Saved entries
┄┄┄┄┄┄

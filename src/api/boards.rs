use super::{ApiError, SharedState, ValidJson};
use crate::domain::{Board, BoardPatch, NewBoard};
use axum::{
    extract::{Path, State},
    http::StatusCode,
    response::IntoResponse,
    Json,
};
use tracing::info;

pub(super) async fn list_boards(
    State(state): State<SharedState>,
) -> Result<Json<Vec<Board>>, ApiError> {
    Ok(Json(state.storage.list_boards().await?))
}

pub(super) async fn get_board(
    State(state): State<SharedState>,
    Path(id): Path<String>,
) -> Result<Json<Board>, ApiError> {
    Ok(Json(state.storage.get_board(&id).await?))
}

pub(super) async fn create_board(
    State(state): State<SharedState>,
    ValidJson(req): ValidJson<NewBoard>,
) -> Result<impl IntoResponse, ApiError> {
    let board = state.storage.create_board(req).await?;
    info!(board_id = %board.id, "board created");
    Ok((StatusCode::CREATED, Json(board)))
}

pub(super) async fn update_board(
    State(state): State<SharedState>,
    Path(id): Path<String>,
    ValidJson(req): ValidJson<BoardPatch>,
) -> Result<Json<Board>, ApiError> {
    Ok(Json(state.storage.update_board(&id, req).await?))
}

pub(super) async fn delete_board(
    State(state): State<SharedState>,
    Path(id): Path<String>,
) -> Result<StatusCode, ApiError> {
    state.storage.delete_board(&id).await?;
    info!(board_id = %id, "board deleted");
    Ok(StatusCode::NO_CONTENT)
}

┄┄┄┄┄┄

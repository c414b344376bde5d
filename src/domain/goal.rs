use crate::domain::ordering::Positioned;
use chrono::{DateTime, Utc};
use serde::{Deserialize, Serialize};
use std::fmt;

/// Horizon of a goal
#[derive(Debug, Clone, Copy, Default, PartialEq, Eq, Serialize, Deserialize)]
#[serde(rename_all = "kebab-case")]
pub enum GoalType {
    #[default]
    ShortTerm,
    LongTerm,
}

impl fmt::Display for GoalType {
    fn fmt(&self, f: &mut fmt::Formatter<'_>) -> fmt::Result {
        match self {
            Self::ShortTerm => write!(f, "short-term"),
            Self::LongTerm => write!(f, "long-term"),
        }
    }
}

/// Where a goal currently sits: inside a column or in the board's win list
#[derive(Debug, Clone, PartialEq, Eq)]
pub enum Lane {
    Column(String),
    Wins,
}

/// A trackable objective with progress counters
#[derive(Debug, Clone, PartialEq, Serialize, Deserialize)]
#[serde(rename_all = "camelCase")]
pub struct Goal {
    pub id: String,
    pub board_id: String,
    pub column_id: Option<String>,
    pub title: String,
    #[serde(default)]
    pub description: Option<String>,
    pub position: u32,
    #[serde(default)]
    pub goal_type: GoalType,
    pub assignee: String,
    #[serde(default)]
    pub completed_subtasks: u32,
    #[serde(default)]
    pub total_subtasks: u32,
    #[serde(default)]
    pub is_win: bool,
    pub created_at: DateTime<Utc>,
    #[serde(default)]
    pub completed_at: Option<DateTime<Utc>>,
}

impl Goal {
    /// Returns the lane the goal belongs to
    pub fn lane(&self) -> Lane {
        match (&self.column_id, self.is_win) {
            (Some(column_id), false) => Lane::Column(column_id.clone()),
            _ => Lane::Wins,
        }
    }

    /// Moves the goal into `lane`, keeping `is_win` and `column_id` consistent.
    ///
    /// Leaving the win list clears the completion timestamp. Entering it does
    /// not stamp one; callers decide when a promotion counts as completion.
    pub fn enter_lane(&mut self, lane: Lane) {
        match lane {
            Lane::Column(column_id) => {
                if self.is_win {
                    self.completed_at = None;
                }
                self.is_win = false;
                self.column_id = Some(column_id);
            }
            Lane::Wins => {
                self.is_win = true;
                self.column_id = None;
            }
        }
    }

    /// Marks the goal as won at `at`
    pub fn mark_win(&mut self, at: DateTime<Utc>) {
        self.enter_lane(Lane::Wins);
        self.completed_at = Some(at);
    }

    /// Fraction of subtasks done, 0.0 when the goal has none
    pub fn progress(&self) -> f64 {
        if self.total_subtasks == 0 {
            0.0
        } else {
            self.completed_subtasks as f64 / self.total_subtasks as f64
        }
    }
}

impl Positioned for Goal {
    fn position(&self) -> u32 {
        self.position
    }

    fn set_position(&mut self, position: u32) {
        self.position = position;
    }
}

┄┄┄┄┄┄

**Problem details:**
Copy every line of the records above that holds the word "write".

**Answer space:**
            Self::ShortTerm => write!(f, "short-term"),
            Self::LongTerm => write!(f, "long-term"),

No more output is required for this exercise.